_WHAT THE TASK REQUIRES_
In the entries below, find every line with the string "text" and copy it.

_RECORDS FOR THE TASK_
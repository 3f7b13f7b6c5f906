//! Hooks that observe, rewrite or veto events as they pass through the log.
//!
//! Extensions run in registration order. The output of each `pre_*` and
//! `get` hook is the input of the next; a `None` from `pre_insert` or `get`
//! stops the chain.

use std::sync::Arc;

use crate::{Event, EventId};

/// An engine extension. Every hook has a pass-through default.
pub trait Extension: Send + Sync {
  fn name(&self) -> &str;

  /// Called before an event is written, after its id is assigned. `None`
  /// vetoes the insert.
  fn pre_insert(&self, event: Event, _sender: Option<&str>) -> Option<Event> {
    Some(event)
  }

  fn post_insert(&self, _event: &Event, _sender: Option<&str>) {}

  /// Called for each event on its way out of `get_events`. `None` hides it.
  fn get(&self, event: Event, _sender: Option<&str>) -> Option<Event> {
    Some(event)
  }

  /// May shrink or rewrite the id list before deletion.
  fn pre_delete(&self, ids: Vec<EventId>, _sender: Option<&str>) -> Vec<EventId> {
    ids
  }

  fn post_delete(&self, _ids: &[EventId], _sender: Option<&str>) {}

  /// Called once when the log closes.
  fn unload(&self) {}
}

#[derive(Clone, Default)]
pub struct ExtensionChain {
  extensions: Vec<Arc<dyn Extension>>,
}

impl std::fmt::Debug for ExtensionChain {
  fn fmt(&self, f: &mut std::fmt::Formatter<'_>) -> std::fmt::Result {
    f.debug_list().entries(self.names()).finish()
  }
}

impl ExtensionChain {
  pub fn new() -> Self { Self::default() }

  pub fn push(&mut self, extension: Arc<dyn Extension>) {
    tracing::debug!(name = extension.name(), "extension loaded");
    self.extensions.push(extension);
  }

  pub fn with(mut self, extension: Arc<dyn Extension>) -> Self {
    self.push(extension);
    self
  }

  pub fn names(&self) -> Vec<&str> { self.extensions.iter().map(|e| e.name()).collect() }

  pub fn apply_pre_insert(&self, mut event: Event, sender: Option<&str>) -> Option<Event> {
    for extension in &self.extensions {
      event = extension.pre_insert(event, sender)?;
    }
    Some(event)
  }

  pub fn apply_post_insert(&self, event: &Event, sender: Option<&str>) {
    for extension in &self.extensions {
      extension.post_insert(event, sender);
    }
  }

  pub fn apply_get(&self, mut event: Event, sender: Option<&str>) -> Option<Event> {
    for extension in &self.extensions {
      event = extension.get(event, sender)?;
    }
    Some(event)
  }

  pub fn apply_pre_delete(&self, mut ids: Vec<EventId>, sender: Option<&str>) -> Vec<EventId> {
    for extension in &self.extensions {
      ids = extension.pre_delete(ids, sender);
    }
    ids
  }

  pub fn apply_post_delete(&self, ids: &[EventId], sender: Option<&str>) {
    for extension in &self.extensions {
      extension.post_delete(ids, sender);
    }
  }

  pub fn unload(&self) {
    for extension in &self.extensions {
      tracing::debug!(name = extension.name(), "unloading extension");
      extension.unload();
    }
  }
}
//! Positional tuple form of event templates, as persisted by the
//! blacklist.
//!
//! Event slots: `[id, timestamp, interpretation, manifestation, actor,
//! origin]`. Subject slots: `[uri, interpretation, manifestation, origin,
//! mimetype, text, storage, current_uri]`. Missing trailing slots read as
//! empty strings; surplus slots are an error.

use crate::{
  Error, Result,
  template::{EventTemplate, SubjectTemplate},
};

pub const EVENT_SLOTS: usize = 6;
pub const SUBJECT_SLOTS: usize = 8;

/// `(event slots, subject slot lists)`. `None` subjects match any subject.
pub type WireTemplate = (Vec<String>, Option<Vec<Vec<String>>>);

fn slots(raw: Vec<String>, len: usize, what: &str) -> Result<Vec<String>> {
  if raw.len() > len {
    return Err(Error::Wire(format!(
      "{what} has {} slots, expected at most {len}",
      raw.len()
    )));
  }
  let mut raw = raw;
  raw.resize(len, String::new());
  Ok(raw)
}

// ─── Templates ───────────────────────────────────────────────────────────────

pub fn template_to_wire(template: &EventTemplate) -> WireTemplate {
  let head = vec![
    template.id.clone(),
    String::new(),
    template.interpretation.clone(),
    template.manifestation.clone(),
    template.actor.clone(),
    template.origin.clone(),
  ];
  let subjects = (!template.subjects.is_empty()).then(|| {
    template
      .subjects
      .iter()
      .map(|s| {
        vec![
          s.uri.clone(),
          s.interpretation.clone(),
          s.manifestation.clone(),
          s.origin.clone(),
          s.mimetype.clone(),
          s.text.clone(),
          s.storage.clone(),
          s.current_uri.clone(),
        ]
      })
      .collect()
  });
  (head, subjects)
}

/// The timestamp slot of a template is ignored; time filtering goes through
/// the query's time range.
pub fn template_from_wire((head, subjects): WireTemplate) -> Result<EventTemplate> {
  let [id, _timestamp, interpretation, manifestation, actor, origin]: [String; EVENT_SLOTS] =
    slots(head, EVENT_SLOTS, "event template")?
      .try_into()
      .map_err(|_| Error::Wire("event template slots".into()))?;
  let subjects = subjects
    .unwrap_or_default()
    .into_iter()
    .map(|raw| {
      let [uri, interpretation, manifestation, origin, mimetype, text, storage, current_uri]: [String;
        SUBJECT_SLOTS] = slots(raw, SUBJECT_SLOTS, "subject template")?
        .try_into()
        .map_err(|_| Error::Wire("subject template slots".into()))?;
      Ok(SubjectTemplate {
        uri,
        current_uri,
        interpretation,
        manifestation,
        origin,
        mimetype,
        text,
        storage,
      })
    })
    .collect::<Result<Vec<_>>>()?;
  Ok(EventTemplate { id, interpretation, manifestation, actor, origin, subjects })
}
--
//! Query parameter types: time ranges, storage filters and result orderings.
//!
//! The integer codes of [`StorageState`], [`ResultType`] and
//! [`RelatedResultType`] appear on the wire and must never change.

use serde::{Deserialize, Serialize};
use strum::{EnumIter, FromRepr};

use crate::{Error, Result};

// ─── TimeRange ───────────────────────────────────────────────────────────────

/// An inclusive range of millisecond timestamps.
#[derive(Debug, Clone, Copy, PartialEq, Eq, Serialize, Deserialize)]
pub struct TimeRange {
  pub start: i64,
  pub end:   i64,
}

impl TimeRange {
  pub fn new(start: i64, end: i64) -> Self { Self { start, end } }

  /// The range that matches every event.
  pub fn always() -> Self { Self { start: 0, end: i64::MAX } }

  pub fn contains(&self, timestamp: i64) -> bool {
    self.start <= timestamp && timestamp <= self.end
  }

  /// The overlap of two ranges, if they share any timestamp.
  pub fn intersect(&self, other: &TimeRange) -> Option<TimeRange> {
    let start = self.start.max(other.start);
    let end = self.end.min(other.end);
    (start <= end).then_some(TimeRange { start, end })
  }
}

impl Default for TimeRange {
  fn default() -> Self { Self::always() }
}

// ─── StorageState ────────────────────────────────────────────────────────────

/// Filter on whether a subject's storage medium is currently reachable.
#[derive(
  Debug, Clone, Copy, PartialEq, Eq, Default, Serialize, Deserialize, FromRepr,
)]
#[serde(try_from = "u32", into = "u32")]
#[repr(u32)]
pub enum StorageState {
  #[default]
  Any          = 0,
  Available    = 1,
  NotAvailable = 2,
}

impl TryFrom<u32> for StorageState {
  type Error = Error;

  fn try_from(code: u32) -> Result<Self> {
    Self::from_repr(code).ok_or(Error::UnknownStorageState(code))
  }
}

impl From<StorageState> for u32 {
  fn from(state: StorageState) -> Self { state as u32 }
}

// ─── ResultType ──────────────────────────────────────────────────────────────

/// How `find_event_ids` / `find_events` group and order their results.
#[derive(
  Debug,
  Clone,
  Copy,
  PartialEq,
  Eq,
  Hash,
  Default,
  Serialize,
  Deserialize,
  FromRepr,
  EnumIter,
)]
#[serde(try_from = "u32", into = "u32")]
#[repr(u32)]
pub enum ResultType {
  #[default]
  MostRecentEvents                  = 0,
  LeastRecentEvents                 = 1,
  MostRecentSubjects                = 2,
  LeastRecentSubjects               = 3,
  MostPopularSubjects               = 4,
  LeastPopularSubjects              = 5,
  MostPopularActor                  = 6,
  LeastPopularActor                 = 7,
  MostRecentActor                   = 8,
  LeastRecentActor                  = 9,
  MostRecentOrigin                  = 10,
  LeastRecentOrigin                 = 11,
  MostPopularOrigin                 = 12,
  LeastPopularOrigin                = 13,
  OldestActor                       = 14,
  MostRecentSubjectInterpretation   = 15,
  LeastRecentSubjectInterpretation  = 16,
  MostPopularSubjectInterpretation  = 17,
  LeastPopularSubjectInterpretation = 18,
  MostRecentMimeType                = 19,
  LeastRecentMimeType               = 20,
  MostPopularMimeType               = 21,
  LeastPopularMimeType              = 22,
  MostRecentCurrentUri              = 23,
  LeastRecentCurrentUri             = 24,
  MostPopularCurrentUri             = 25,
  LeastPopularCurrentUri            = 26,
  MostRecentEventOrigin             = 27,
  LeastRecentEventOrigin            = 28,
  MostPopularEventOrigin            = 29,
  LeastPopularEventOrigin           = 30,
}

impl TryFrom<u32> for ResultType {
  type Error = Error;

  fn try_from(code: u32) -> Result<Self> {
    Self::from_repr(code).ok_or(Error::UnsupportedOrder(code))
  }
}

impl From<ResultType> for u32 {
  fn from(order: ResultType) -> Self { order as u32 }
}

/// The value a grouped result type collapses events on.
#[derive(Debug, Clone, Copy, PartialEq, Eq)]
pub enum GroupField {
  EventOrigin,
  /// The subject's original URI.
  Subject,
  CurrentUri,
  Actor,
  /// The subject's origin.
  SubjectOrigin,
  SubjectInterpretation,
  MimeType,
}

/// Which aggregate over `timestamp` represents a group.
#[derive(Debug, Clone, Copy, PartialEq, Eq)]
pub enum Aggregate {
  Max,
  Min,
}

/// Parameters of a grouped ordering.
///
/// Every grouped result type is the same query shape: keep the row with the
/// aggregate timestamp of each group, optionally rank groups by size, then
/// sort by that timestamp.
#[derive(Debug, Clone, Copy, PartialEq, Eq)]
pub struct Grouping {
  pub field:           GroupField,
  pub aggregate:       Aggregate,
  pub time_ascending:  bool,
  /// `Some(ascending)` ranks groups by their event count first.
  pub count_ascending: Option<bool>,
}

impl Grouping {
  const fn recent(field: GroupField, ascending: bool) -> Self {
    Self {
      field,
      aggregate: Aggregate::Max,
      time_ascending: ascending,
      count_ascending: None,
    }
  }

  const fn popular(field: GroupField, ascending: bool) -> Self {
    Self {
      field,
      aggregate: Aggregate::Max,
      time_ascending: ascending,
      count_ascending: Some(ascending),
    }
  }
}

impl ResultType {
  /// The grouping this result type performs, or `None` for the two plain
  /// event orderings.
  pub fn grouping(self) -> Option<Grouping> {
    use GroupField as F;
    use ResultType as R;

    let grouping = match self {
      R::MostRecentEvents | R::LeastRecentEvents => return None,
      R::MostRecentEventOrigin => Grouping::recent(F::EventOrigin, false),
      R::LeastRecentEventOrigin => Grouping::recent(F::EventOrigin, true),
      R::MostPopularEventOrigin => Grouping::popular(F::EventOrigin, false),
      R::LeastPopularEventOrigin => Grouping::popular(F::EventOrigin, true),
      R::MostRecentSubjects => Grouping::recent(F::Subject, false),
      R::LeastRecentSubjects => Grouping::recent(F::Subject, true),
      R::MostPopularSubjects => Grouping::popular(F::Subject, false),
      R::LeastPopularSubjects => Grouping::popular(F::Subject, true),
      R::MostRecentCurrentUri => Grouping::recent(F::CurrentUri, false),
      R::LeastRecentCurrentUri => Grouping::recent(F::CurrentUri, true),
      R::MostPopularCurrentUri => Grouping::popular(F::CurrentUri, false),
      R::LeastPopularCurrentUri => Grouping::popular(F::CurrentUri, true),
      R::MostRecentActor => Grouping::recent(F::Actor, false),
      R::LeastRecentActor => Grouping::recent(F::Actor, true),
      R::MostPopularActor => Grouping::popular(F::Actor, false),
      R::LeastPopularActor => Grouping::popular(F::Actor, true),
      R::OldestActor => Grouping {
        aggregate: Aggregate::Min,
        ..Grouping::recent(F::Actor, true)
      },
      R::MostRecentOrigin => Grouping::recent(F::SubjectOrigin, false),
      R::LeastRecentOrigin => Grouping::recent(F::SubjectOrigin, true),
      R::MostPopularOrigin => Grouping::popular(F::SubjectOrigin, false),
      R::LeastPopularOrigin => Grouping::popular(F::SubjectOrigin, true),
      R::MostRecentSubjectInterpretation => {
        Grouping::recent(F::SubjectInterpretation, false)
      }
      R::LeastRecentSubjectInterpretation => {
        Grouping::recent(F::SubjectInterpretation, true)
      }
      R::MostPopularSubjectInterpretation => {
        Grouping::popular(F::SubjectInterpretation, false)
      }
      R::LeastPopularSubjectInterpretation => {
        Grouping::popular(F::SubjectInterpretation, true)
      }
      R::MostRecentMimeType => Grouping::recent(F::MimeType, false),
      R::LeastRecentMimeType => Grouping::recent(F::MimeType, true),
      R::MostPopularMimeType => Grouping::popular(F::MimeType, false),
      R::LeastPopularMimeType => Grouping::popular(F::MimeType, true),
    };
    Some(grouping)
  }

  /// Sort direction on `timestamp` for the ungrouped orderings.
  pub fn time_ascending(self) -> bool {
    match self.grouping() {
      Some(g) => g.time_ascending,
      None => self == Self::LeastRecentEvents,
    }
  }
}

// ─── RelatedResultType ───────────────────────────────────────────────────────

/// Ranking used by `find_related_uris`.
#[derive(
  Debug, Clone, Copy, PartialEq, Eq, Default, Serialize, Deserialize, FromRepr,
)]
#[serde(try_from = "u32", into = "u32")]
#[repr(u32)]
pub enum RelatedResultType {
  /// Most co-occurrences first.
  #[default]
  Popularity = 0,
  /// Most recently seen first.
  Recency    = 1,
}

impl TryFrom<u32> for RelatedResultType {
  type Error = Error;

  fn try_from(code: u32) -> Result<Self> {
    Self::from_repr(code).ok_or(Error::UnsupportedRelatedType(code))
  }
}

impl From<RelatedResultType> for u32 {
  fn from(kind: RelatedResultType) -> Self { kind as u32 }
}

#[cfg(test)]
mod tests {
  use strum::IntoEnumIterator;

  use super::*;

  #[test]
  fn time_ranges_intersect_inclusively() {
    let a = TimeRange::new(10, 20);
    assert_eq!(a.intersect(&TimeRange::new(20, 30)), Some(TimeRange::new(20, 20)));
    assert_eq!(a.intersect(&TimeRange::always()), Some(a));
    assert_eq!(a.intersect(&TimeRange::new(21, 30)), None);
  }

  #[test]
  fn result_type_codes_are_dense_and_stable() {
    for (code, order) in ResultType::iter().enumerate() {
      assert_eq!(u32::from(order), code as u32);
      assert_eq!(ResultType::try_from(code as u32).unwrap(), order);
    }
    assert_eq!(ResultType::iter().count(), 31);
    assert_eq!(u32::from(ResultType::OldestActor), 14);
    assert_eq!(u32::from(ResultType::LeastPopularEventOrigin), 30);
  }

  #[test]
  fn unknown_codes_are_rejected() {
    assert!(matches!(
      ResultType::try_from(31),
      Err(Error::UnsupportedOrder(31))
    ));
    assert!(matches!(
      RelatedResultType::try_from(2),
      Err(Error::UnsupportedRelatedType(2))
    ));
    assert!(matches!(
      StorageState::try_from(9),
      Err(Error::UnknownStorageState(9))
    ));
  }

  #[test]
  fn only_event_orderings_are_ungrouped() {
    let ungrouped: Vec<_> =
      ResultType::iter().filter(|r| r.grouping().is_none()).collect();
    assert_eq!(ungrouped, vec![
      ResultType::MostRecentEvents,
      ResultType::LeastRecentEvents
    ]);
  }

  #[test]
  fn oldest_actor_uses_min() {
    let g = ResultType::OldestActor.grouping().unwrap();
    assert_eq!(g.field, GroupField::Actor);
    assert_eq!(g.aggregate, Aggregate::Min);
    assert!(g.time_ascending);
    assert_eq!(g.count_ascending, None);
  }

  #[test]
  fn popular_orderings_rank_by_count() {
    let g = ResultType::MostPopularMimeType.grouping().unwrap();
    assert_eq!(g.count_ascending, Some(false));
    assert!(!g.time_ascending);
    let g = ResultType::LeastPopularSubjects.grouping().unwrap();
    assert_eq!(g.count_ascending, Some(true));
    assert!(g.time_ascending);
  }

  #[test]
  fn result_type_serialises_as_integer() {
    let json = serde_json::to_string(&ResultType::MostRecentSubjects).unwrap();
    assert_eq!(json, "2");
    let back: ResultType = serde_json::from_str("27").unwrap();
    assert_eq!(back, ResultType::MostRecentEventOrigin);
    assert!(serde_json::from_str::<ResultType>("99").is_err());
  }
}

_RESPONSE TO THE EXERCISE_
//! mimetype, text, storage, current_uri]`. Missing trailing slots read as
          s.text.clone(),
      let [uri, interpretation, manifestation, origin, mimetype, text, storage, current_uri]: [String;
        text,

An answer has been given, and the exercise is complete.